Hands-on Activities
Photo © 2010 The Regents of the University of California, through the Lawrence Berkeley National Laboratory
FIONA
The pre-existing Berkeley Gas-filled Separator is used to separate superheavy elements created in complete-fusion, neutron-evaporation reactions from the beam and unwanted reaction products. However, it has a high g-ray and neutron background at the detector station and a low mass resolution. Recently, BGS was coupled to FIONA, which is designed to take the recoiling heavy elements from the BGS, slow and bunch them in a gas catcher and RF quadruple traps, reaccelerate them and send them to a low g-ray and neutron background region.
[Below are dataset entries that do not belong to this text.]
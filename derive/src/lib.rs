extern crate proc_macro;

use proc_macro::TokenStream;
use proc_macro2::TokenStream as TokenStream2;
use quote::quote;
use syn::{
    parse_macro_input, parse_quote, Attribute, Data, DeriveInput, Fields, GenericArgument, Generics,
    Index, Member, PathArguments, Type,
};

/// Type attributes parsed from `#[senax(...)]` annotations
///
/// # Supported Attributes
///
/// * `#[senax(map_by_slice)]` - Encode the wrapped `Vec<T>` as a map of alternating keys and
///   values
#[derive(Debug, Clone, Default)]
struct TypeAttributes {
    map_by_slice: bool,
}

fn get_type_attributes(attrs: &[Attribute]) -> syn::Result<TypeAttributes> {
    let mut parsed = TypeAttributes::default();
    for attr in attrs {
        if !attr.path().is_ident("senax") {
            continue;
        }
        attr.parse_nested_meta(|meta| {
            if meta.path.is_ident("map_by_slice") {
                parsed.map_by_slice = true;
                Ok(())
            } else {
                Err(meta.error("Unknown senax attribute; expected `map_by_slice`"))
            }
        })?;
    }
    Ok(parsed)
}

/// The single field wrapped by a newtype.
struct Newtype<'a> {
    member: Member,
    ty: &'a Type,
}

fn newtype_field(input: &DeriveInput) -> syn::Result<Newtype<'_>> {
    let error = || {
        syn::Error::new_spanned(
            &input.ident,
            "senax-codec derives are only supported on structs with exactly one field",
        )
    };
    let Data::Struct(data) = &input.data else {
        return Err(error());
    };
    match &data.fields {
        Fields::Named(fields) if fields.named.len() == 1 => {
            let field = &fields.named[0];
            let ident = field.ident.clone().ok_or_else(error)?;
            Ok(Newtype {
                member: Member::Named(ident),
                ty: &field.ty,
            })
        }
        Fields::Unnamed(fields) if fields.unnamed.len() == 1 => Ok(Newtype {
            member: Member::Unnamed(Index::from(0)),
            ty: &fields.unnamed[0].ty,
        }),
        _ => Err(error()),
    }
}

/// Extract the element type `T` from `Vec<T>`
fn extract_inner_type_from_vec(ty: &Type) -> Option<&Type> {
    let Type::Path(type_path) = ty else {
        return None;
    };
    let segment = type_path.path.segments.last()?;
    if segment.ident != "Vec" {
        return None;
    }
    if let PathArguments::AngleBracketed(args) = &segment.arguments {
        if let Some(GenericArgument::Type(inner_ty)) = args.args.first() {
            return Some(inner_ty);
        }
    }
    None
}

fn map_by_slice_element<'a>(newtype: &Newtype<'a>) -> syn::Result<&'a Type> {
    extract_inner_type_from_vec(newtype.ty).ok_or_else(|| {
        syn::Error::new_spanned(
            newtype.ty,
            "#[senax(map_by_slice)] requires the wrapped field to be a Vec<T>",
        )
    })
}

/// Clones `generics` and adds `bounded: bound` to the where clause.
fn with_bound(generics: &Generics, bounded: &Type, bound: TokenStream2) -> Generics {
    let mut generics = generics.clone();
    generics
        .make_where_clause()
        .predicates
        .push(parse_quote!(#bounded: #bound));
    generics
}

/// Derive macro for implementing the `Encoder` and `Classify` traits
///
/// Supported on single-field newtypes. Without attributes, the newtype is classified and encoded
/// exactly like its field. With `#[senax(map_by_slice)]` on a newtype over `Vec<T>`, it also
/// implements `MapBySlice` and is encoded as a map of alternating keys and values.
///
/// # Examples
///
/// ```rust,ignore
/// #[derive(Encode)]
/// struct UserIds(Vec<u64>);
///
/// #[derive(Encode)]
/// #[senax(map_by_slice)]
/// struct Headers(Vec<String>);
/// ```
#[proc_macro_derive(Encode, attributes(senax))]
pub fn derive_encode(input: TokenStream) -> TokenStream {
    let input = parse_macro_input!(input as DeriveInput);
    expand_encode(&input)
        .unwrap_or_else(syn::Error::into_compile_error)
        .into()
}

fn expand_encode(input: &DeriveInput) -> syn::Result<TokenStream2> {
    let attrs = get_type_attributes(&input.attrs)?;
    let newtype = newtype_field(input)?;
    let name = &input.ident;
    let member = &newtype.member;

    if !attrs.map_by_slice {
        let ty = newtype.ty;
        let classify_generics = with_bound(&input.generics, ty, quote!(senax_codec::Classify));
        let (impl_generics, ty_generics, where_clause) = classify_generics.split_for_impl();
        let classify = quote! {
            impl #impl_generics senax_codec::Classify for #name #ty_generics #where_clause {
                fn classify() -> senax_codec::Kind {
                    <#ty as senax_codec::Classify>::classify()
                }
            }
        };

        let encode_generics = with_bound(&input.generics, ty, quote!(senax_codec::Encoder));
        let (impl_generics, ty_generics, where_clause) = encode_generics.split_for_impl();
        return Ok(quote! {
            #classify

            impl #impl_generics senax_codec::Encoder for #name #ty_generics #where_clause {
                fn encode(
                    &self,
                    writer: &mut senax_codec::bytes::BytesMut,
                    handle: &senax_codec::Handle,
                ) -> senax_codec::Result<()> {
                    senax_codec::Encoder::encode(&self.#member, writer, handle)
                }
            }
        });
    }

    let elem = map_by_slice_element(&newtype)?;
    let (impl_generics, ty_generics, where_clause) = input.generics.split_for_impl();
    let map_by_slice = quote! {
        impl #impl_generics senax_codec::MapBySlice for #name #ty_generics #where_clause {
            type Item = #elem;

            fn items(&self) -> &[#elem] {
                &self.#member
            }

            fn items_mut(&mut self) -> &mut ::std::vec::Vec<#elem> {
                &mut self.#member
            }
        }
    };

    let classify_generics = with_bound(&input.generics, elem, quote!(senax_codec::Classify));
    let (impl_generics, ty_generics, where_clause) = classify_generics.split_for_impl();
    let classify = quote! {
        impl #impl_generics senax_codec::Classify for #name #ty_generics #where_clause {
            fn classify() -> senax_codec::Kind {
                senax_codec::Kind::map_by_slice(<#elem as senax_codec::Classify>::classify())
            }
        }
    };

    let encode_generics = with_bound(&input.generics, elem, quote!(senax_codec::Encoder));
    let (impl_generics, ty_generics, where_clause) = encode_generics.split_for_impl();
    Ok(quote! {
        #map_by_slice

        #classify

        impl #impl_generics senax_codec::Encoder for #name #ty_generics #where_clause {
            fn encode(
                &self,
                writer: &mut senax_codec::bytes::BytesMut,
                handle: &senax_codec::Handle,
            ) -> senax_codec::Result<()> {
                senax_codec::container::encode_map_by_slice(self, writer, handle)
            }
        }
    })
}

/// Derive macro for implementing the `Decoder` trait
///
/// Must be combined with `#[derive(Encode)]`, which provides the `Classify` implementation
/// `Decoder` builds on. Accepts the same `#[senax(map_by_slice)]` attribute; such a type decodes
/// from a map payload (flattened in wire order) or from a plain sequence payload.
///
/// # Examples
///
/// ```rust,ignore
/// #[derive(Encode, Decode)]
/// #[senax(map_by_slice)]
/// struct Headers(Vec<String>);
/// ```
#[proc_macro_derive(Decode, attributes(senax))]
pub fn derive_decode(input: TokenStream) -> TokenStream {
    let input = parse_macro_input!(input as DeriveInput);
    expand_decode(&input)
        .unwrap_or_else(syn::Error::into_compile_error)
        .into()
}

fn expand_decode(input: &DeriveInput) -> syn::Result<TokenStream2> {
    let attrs = get_type_attributes(&input.attrs)?;
    let newtype = newtype_field(input)?;
    let name = &input.ident;
    let member = &newtype.member;

    if !attrs.map_by_slice {
        let ty = newtype.ty;
        let generics = with_bound(&input.generics, ty, quote!(senax_codec::Decoder));
        let (impl_generics, ty_generics, where_clause) = generics.split_for_impl();
        return Ok(quote! {
            impl #impl_generics senax_codec::Decoder for #name #ty_generics #where_clause {
                fn decode(
                    reader: &mut senax_codec::bytes::Bytes,
                    handle: &senax_codec::Handle,
                ) -> senax_codec::Result<Self> {
                    Ok(Self {
                        #member: <#ty as senax_codec::Decoder>::decode(reader, handle)?,
                    })
                }

                fn decode_into(
                    &mut self,
                    reader: &mut senax_codec::bytes::Bytes,
                    handle: &senax_codec::Handle,
                ) -> senax_codec::Result<()> {
                    senax_codec::Decoder::decode_into(&mut self.#member, reader, handle)
                }

                fn decode_in_place(
                    &mut self,
                    reader: &mut senax_codec::bytes::Bytes,
                    handle: &senax_codec::Handle,
                ) -> senax_codec::Result<()> {
                    senax_codec::Decoder::decode_in_place(&mut self.#member, reader, handle)
                }
            }
        });
    }

    let elem = map_by_slice_element(&newtype)?;
    let generics = with_bound(&input.generics, elem, quote!(senax_codec::Decoder + 'static));
    let (impl_generics, ty_generics, where_clause) = generics.split_for_impl();
    Ok(quote! {
        impl #impl_generics senax_codec::Decoder for #name #ty_generics #where_clause {
            fn decode(
                reader: &mut senax_codec::bytes::Bytes,
                handle: &senax_codec::Handle,
            ) -> senax_codec::Result<Self> {
                let mut value = Self {
                    #member: ::std::vec::Vec::new(),
                };
                senax_codec::container::decode_map_by_slice(
                    &mut value,
                    senax_codec::DecodeTarget::Nil,
                    reader,
                    handle,
                )?;
                Ok(value)
            }

            fn decode_into(
                &mut self,
                reader: &mut senax_codec::bytes::Bytes,
                handle: &senax_codec::Handle,
            ) -> senax_codec::Result<()> {
                let target = senax_codec::DecodeTarget::of_vec(&self.#member);
                senax_codec::container::decode_map_by_slice(self, target, reader, handle)
            }

            fn decode_in_place(
                &mut self,
                reader: &mut senax_codec::bytes::Bytes,
                handle: &senax_codec::Handle,
            ) -> senax_codec::Result<()> {
                let target = senax_codec::DecodeTarget::NonAddressable {
                    len: self.#member.len(),
                };
                senax_codec::container::decode_map_by_slice(self, target, reader, handle)
            }
        }
    })
}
There, the ions are separated by their A/Q ratios in a trochoidal separator.
This hands-on activity will tune ions through FIONA and look at the impact of various settings on the efficiency and resolution of the separator.
Gamma-Ray Tracking:
Gamma-ray tracking arrays, such as GRETINA/GRETA and AGATA in Europe represent the next generation of gamma-ray spectroscopy. These detector systems make use of highly-segmented HPGe crystals and advanced pulse shape analysis to locate individual gamma-ray interactions to within several mm3, and then track gamma-rays through the most likely scatter sequences to decide if they are good events or Compton background.
This Hands-on activity will explore gamma-ray tracking including (a) looking at real detector signals and data to explore signal decomposition, and (b) investigating details of detector crystal geometry with scanning data
High Resolution Gamma-Ray Imaging
An investigation of how parameters such as position resolution, detector geometry, and event selection impact the performance of high-resolution Compton imaging systems.
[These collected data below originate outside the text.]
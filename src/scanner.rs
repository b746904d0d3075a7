//! The XML scanner (C5): the state machine that turns a classified
//! character stream into [`XmlEvent`]s.
//!
//! All state lives in named fields on [`XmlScanner`] — there is no
//! recursion and no call-stack state that crosses an `advance` boundary,
//! so a caller can stop pulling events at any point (including mid-tag)
//! and resume later once more bytes are available. Errors never unwind:
//! they are reported as a terminal `ErrorOccurred` event and every call
//! after that re-reports the same event.

use log::{error, trace};

use crate::bytesource::ByteSource;
use crate::entities::{parse_numeric_reference, EntityMap};
use crate::error::{XmlError, XmlErrorKind};
use crate::event::{EventKind, XmlEvent};
use crate::charset::Encoding;
use crate::tagstack::TagStack;
use crate::textscanner::{LexicalClass, Scan as CharScan, TextScanner};

/// What [`XmlScanner::next_event`] returns: either an event, or a request
/// to suspend until more input arrives (chunked sources only).
#[derive(Debug)]
pub enum Scan<'a> {
    Event(XmlEvent<'a>),
    Suspend,
}

#[derive(Debug, Clone, Copy, PartialEq, Eq)]
enum AttrContext {
    Tag,
    Header,
}

/// Where to resume once an entity reference has been fully resolved.
#[derive(Debug, Clone, Copy, PartialEq, Eq)]
enum EntityReturn {
    Content,
    AttribValue(AttrContext, u8),
}

#[derive(Debug, Clone, Copy, PartialEq, Eq)]
enum State {
    Start,
    TagOpenFirst,
    OpenTagName,
    SelfClosingSlashSeen,
    ExpectSelfCloseAngle,
    AfterOpenName,
    AttribName(AttrContext),
    ExpectAttribEq(AttrContext),
    ExpectAttribValueOpen(AttrContext),
    AttribValue(AttrContext, u8),
    CloseTagName,
    ExpectCloseAngle,
    HeaderTargetName,
    AfterHeaderName,
    HeaderQuestionSeen,
    DocPiSkipSeparator,
    DocPiData,
    DocPiEndPending,
    BangDecide,
    EntityRef(EntityReturn),
    AwaitExit,
    Exit,
    Failed,
}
The hands on activity will begin with a discussion of core concepts relevant to Compton imaging with segmented semiconductor detectors. The hands on exercises will then include the use of simulated and experimental data to investigate how several key parameters influence the angular resolution and efficiency of a semiconductor Compton imager.
VENUS
VENUS (Versatile ECR ion source for NUclear Science) is a next generation superconducting ECR ion source, designed to produce high current, high charge state ions for the 88-Inch Cyclotron at the Lawrence Berkeley National Laboratory. VENUS also serves as the prototype ion source for the FRIB front end.
This Hands-on activity will involve tuning a beam out of the VENUS ion source and investigating the impact of plasma density on the intensity and the distribution of charge states.